В Сянтане наш КПД низковат. В Сянфане мы кого полагается вразумили… с беззаветной отвагой! Валясь без сил! Деталями и наработками я с вами не поделюсь.

Паксал. Ваше сообщение принято, но не понято.

Жуков. Подайте официальную жалобу. Строчите, набивайте себе цену, я готов к критике. Если ваше руководство вступит в контакт с моим и наговорит ему обо мне столько всего уничижительного, что оно возьмется меня распекать, я под обстоятельства не прогнусь. Соединю два провода и сниму их возбуждение нашим общим подрывом.

Тхакхок. Взорвешь своих боссов?

Жуков. Вместе с собой. Под звуки заигравшего в коридоре дудука… Он-то мне сигнал к суициду и подаст.

Паксал. А кто будет на нем дудеть? И что еще за провода? Совершать взрыв сподручнее кнопкой. Монастырский комплекс в… некотором населенном пункте был изничтожен нажатием на нее.

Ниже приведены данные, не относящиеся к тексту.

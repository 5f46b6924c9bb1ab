// src/store/gcs.rs

use anyhow::{Context, Result};
use async_trait::async_trait;
use google_cloud_storage::{
    client::{Client, ClientConfig},
    http::objects::upload::{Media, UploadObjectRequest, UploadType},
};
use tracing::info;

use super::{encode::dataset_to_parquet, DatasetSink};
use crate::schema::Dataset;

/// Uploads `b3_data_{date}.parquet` to a Google Cloud Storage bucket.
pub struct GcsParquetSink {
    client: Client,
    bucket: String,
    prefix: String,
}

impl GcsParquetSink {
    /// Authenticate with application default credentials.
    pub async fn new(bucket: impl Into<String>, prefix: Option<&str>) -> Result<Self> {
        let config = ClientConfig::default()
            .with_auth()
            .await
            .context("authenticating to GCS")?;
        Ok(Self {
            client: Client::new(config),
            bucket: bucket.into(),
            prefix: normalize_prefix(prefix),
        })
    }

    fn object_name(&self, dataset: &Dataset) -> String {
        format!("{}{}", self.prefix, dataset.file_name())
    }
}

#[async_trait]
impl DatasetSink for GcsParquetSink {
    async fn persist(&self, dataset: &Dataset) -> Result<String> {
        let data = dataset_to_parquet(dataset)?;
        let object_name = self.object_name(dataset);
        let size = data.len();

        let upload_type = UploadType::Simple(Media::new(object_name.clone()));
        let request = UploadObjectRequest {
            bucket: self.bucket.clone(),
            ..Default::default()
        };

        self.client
            .upload_object(&request, data, &upload_type)
            .await
            .with_context(|| {
                format!(
                    "uploading {} to GCS bucket {}",
                    object_name, self.bucket
                )
            })?;

        let location = format!("gs://{}/{}", self.bucket, object_name);
        info!(location = %location, bytes = size, "dataset uploaded");
        Ok(location)
    }
}

/// `""` stays empty; anything else ends with exactly one `/`.
fn normalize_prefix(prefix: Option<&str>) -> String {
    let prefix = prefix.unwrap_or("").trim().trim_start_matches('/');
    if prefix.is_empty() || prefix.ends_with('/') {
        prefix.to_string()
    } else {
        format!("{}/", prefix)
    }
}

Тхакхок. Не мною. Жать на подобные кнопки мне приходилось, но тот взрыв в…

Жуков. В Шри-Ланке?

Тхакхок. Ты… разве осведомлен?

Жуков. Я из очень информированной конторы. Чтобы вас повеселить, я скажу, что в ней я числюсь офицером подразделения, отвечающего за связь.

Паксал. С Лаосом, с Вьетнамом, с Кампучией… за эту связь?

Жуков. За связь связывающую.

Паксал. А связывает что, не всякая связь?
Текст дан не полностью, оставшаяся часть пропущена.